Campus Reader stops publishing for summer

David Roepke

The Campus Reader, a competitor with the Iowa State Daily for ad revenues and student talent, will be scaling back its paper next fall and will not be publishing at all this summer.

The Campus Reader was a central figure in a legal battle last year between the Daily and Partnership Press over campus distribution rights. Partnership Press, co-owned by Gary Gerlach and Michael Gartner, owns the Ames Tribune and several central Iowa newspapers. Gerlach said the paper folded because it was just not profitable.

“We originally started the Campus Reader to establish distribution rights,” he said. “We used it as a vehicle. When that was achieved in April of 1998, our goal became to make the Reader a profitable publication. We’re just re-gearing the business strategy in order to achieve that goal.”

Gerlach said this fall, Collegiate Publishing Company, which is owned by the same investors as Partnership Press, will still publish Cardinal and Gold, a sports-centered pullout section that was inserted last year in the Ames Tribune and the Campus Reader.

“The Reader will be merging into the Cardinal and Gold,” he said. “The title will be the Campus Reader’s Cardinal and Gold.
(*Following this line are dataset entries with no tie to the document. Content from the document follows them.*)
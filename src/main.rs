use anyhow::Context;
use clap::Parser;
use clarity_client::config::Config;
use clarity_client::options::{
    CleanupOptions, HighPassOptions, NoiseReduceOptions, NormalizeOptions, OutputFormat,
    TrimSilenceOptions, UploadOptions,
};
use clarity_client::view::ConsoleView;
use clarity_client::{CleanupClient, JobState, UploadController, UploadFile};
use std::path::PathBuf;
use tracing::info;
use tracing_subscriber::{layer::SubscriberExt, util::SubscriberInitExt};

/// Upload an audio file to the Audio Clarity service and wait for the
/// cleaned result.
#[derive(Debug, Parser)]
#[command(name = "clarity-client", version)]
struct Cli {
    /// Audio file to clean up
    file: PathBuf,

    /// Output container format
    #[arg(long, value_enum, default_value_t = OutputFormat::Wav)]
    format: OutputFormat,

    /// Base URL of the cleanup service (overrides CLARITY_SERVER_URL)
    #[arg(long)]
    server: Option<String>,

    /// Normalize loudness
    #[arg(long)]
    normalize: bool,

    /// Normalization target in dBFS
    #[arg(long, default_value_t = -16.0, allow_hyphen_values = true)]
    target_dbfs: f64,

    /// Reduce broadband noise
    #[arg(long)]
    noise_reduce: bool,

    /// Noise reduction strength (0.0 - 1.0)
    #[arg(long, default_value_t = 0.8)]
    strength: f64,

    /// Apply a high-pass filter
    #[arg(long)]
    high_pass: bool,

    /// High-pass cutoff frequency in Hz
    #[arg(long, default_value_t = 80)]
    cutoff_hz: u32,

    /// Trim long silences
    #[arg(long)]
    trim_silence: bool,

    /// Minimum silence length to trim, in milliseconds
    #[arg(long, default_value_t = 500)]
    min_silence_ms: u32,

    /// Silence to re-insert at trim points, in milliseconds
    #[arg(long, default_value_t = 250)]
    insert_ms: u32,
}

impl Cli {
    fn upload_options(&self) -> UploadOptions {
        UploadOptions {
            output_format: self.format,
            cleanup: CleanupOptions {
                normalize: self.normalize.then(|| NormalizeOptions {
                    enabled: true,
                    target_dbfs: self.target_dbfs,
                }),
                noise_reduce: self.noise_reduce.then(|| NoiseReduceOptions {
                    enabled: true,
                    strength: self.strength,
                }),
                high_pass: self.high_pass.then(|| HighPassOptions {
                    enabled: true,
                    cutoff_hz: self.cutoff_hz,
                }),
                trim_silence: self.trim_silence.then(|| TrimSilenceOptions {
                    enabled: true,
                    min_silence_ms: self.min_silence_ms,
                    insert_ms: self.insert_ms,
                }),
            },
        }
    }
}

#[tokio::main]
async fn main() -> anyhow::Result<()> {
    // Initialize tracing
    tracing_subscriber::registry()
        .with(
            tracing_subscriber::EnvFilter::try_from_default_env()
                .unwrap_or_else(|_| "clarity_client=info".into()),
        )
        .with(tracing_subscriber::fmt::layer())
        .init();

    let cli = Cli::parse();
    let config = Config::from_env()?;
    let server_url = cli.server.clone().unwrap_or_else(|| config.server_url.clone());
    info!(server = %server_url, "Configuration loaded");

    let file_name = cli
        .file
        .file_name()
        .and_then(|n| n.to_str())
        .map(String::from)
        .with_context(|| format!("invalid file path: {}", cli.file.display()))?;
    let bytes = tokio::fs::read(&cli.file)
        .await
        .with_context(|| format!("failed to read {}", cli.file.display()))?;

    let client = CleanupClient::new(&server_url, config.request_timeout)?;
    let mut controller =
        UploadController::new(client, ConsoleView::default(), config.poll_interval);

    let options = cli.upload_options();
    let started = controller
        .submit(Some(UploadFile { name: file_name, bytes }), &options)
        .await;
    if !started {
        anyhow::bail!("upload was not accepted");
    }

    match controller.run_to_completion().await {
        Some(snapshot) if snapshot.state == JobState::Success => Ok(()),
        Some(_) => anyhow::bail!("audio cleanup failed"),
        None => anyhow::bail!("polling ended without a result"),
    }
}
We will pick up the entertainment coverage and retain all of the advertising and classified advertising and put them all in one package.”

The restructured weekly newspaper will publish 39 issues a year during the school year. It will have a circulation of approximately 20,000 readers, much through mail distribution. Gerlach said recent ISU graduate Scott Johnson would be editor of the paper, and it would employ five or six ISU interns. The new Reader will also feature the special sports sections, as well as the special Veishea and Greek sections.
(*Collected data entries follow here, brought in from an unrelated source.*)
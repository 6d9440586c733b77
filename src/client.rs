//! Cleanup Service Client
//!
//! HTTP edge of the controller: submits the multipart work order to
//! `POST /upload` and fetches job status from `GET /status/{task_id}`.
//! Status responses are normalized defensively — the server may nest
//! progress detail under `info` or flatten it to the top level, and a
//! snapshot is produced either way.

use crate::options::UploadOptions;
use crate::types::{clamp_progress, JobHandle, JobState, StatusSnapshot, UploadError, UploadResult};
use serde::Deserialize;
use std::time::Duration;
use tracing::{debug, info};

/// Structured error body returned by the server on rejection.
#[derive(Debug, Deserialize)]
struct ErrorBody {
    error: String,
}

/// Client for the Audio Clarity cleanup service.
#[derive(Debug, Clone)]
pub struct CleanupClient {
    http: reqwest::Client,
    base_url: String,
}

impl CleanupClient {
    /// Create a client for the service at `base_url`.
    pub fn new(base_url: &str, request_timeout: Duration) -> UploadResult<Self> {
        let http = reqwest::Client::builder()
            .timeout(request_timeout)
            .build()
            .map_err(|e| UploadError::Transport(e.to_string()))?;
        Ok(Self {
            http,
            base_url: base_url.trim_end_matches('/').to_string(),
        })
    }

    /// Submit one cleanup job: the file bytes, the output format, and the
    /// per-tool cleanup options as a JSON text field.
    pub async fn submit(
        &self,
        file_name: &str,
        bytes: Vec<u8>,
        options: &UploadOptions,
    ) -> UploadResult<JobHandle> {
        let cleanup_blob = serde_json::to_string(&options.cleanup)
            .map_err(|e| UploadError::Transport(format!("failed to encode cleanup options: {}", e)))?;

        let mime = mime_guess::from_path(file_name).first_or_octet_stream();
        let part = reqwest::multipart::Part::bytes(bytes)
            .file_name(file_name.to_string())
            .mime_str(mime.as_ref())
            .map_err(|e| UploadError::Transport(e.to_string()))?;

        let form = reqwest::multipart::Form::new()
            .part("file", part)
            .text("output_format", options.output_format.as_str())
            .text("cleanup_options", cleanup_blob);

        let url = format!("{}/upload", self.base_url);
        info!(url = %url, file = %file_name, "Submitting cleanup job");

        let response = self
            .http
            .post(&url)
            .multipart(form)
            .send()
            .await
            .map_err(|e| UploadError::Transport(e.to_string()))?;

        let status = response.status();
        let text = response
            .text()
            .await
            .map_err(|e| UploadError::Transport(e.to_string()))?;

        if !status.is_success() {
            // Prefer the server-provided message; fall back to the bare code.
            if let Ok(body) = serde_json::from_str::<ErrorBody>(&text) {
                return Err(UploadError::ServerRejection {
                    status: status.as_u16(),
                    message: body.error,
                });
            }
            return Err(UploadError::ServerRejection {
                status: status.as_u16(),
                message: format!("Server error: {}", status.as_u16()),
            });
        }

        let body: serde_json::Value = serde_json::from_str(&text)
            .map_err(|e| UploadError::Transport(format!("unparseable response body: {}", e)))?;

        let task_id = body.get("task_id").and_then(|v| v.as_str());
        let status_url = body.get("status_url").and_then(|v| v.as_str());

        match (task_id, status_url) {
            (Some(task_id), Some(status_url)) => {
                info!(task_id = %task_id, "Cleanup job accepted");
                Ok(JobHandle {
                    task_id: task_id.to_string(),
                    status_url: status_url.to_string(),
                })
            }
            _ => {
                if let Some(error) = body.get("error").and_then(|v| v.as_str()) {
                    return Err(UploadError::ServerRejection {
                        status: status.as_u16(),
                        message: error.to_string(),
                    });
                }
                Err(UploadError::UnexpectedResponse)
            }
        }
    }

    /// Fetch the current status snapshot for a job.
    ///
    /// Any failure here is a transient transport problem from the caller's
    /// point of view, never a statement about the job itself.
    pub async fn fetch_status(&self, handle: &JobHandle) -> UploadResult<StatusSnapshot> {
        let url = self.absolute(&handle.status_url);
        let response = self
            .http
            .get(&url)
            .send()
            .await
            .map_err(|e| UploadError::Transport(e.to_string()))?;

        let status = response.status();
        if !status.is_success() {
            return Err(UploadError::Transport(format!(
                "status endpoint returned {}",
                status.as_u16()
            )));
        }

        let body: serde_json::Value = response
            .json()
            .await
            .map_err(|e| UploadError::Transport(format!("unparseable status body: {}", e)))?;

        let snapshot = parse_status(&body);
        debug!(task_id = %handle.task_id, state = %snapshot.state, progress = snapshot.progress, "Status snapshot");
        Ok(snapshot)
    }

    fn absolute(&self, path_or_url: &str) -> String {
        if path_or_url.starts_with("http://") || path_or_url.starts_with("https://") {
            path_or_url.to_string()
        } else {
            format!("{}/{}", self.base_url, path_or_url.trim_start_matches('/'))
        }
    }
}

/// Normalize a raw status body into a snapshot.
///
/// Fields are looked up under `info` first, then at the top level, then
/// fall back to state-derived defaults. The failure detail resolution
/// order matches the server: `info.status_message`, `info.error_details`,
/// top-level `status_message`, top-level `error_details`.
pub(crate) fn parse_status(body: &serde_json::Value) -> StatusSnapshot {
    let state = body
        .get("state")
        .and_then(|v| v.as_str())
        .map(JobState::from_wire)
        .unwrap_or_else(|| JobState::Other("UNKNOWN".to_string()));

    let info = body.get("info");
    let field = |name: &str| {
        info.and_then(|i| i.get(name))
            .or_else(|| body.get(name))
    };

    let message = field("status")
        .and_then(|v| v.as_str())
        .map(String::from)
        .unwrap_or_else(|| format!("Task is {}", state));

    let progress = clamp_progress(field("progress").and_then(|v| v.as_f64()), &state);

    let original_filename = field("original_filename")
        .and_then(|v| v.as_str())
        .map(String::from);

    let download_url = field("download_url")
        .and_then(|v| v.as_str())
        .map(String::from);

    let result_filename = field("result_filename")
        .and_then(|v| v.as_str())
        .map(String::from);

    let error_detail = info
        .and_then(|i| i.get("status_message"))
        .or_else(|| info.and_then(|i| i.get("error_details")))
        .or_else(|| body.get("status_message"))
        .or_else(|| body.get("error_details"))
        .and_then(|v| v.as_str())
        .map(String::from);

    StatusSnapshot {
        state,
        progress,
        message,
        original_filename,
        download_url,
        result_filename,
        error_detail,
    }
}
Scott Sailor, former editor of the Reader, said he was disappointed that the paper was forced to change focus so dramatically.

“For financial reasons, they decided not to continue publishing,” he said. “I was obviously disappointed because we were getting better every week. But I guess to them it was, ‘How long can we support this, and how much longer would it take to turns things around?’ The paper started in February of 1996 and hasn’t made a profit since then.”

Sailor said Reader employees were not aware that the paper would not be coming back when its last issue came out May 4. The decision to revamp the paper was made in late May. Sailor said he will not be coming back to work at the Reader.

“I am done with the Reader for good,” he said.

The absence of the Campus Reader will leave a hole in campus publications at ISU, Sailor said.

“I thought we served a good purpose on campus,” he said. “It was another voice. We gave a lot of writers and photographers a place to learn and grow and get experience. Not everyone can work for or wants to work for the Daily, and there was a place for those people. I hope some of those people will write for the Daily this fall.”

Gerlach said he wasn’t sure if the Campus Reader folding would hurt the options available for readers on the ISU campus.

“It’s a decision that is still in the process of review,” he said. “We’ll have to keep an eye to see if it leaves a hole. We reserve the right to start publishing a full-blown Campus Reader somewhere down the road.”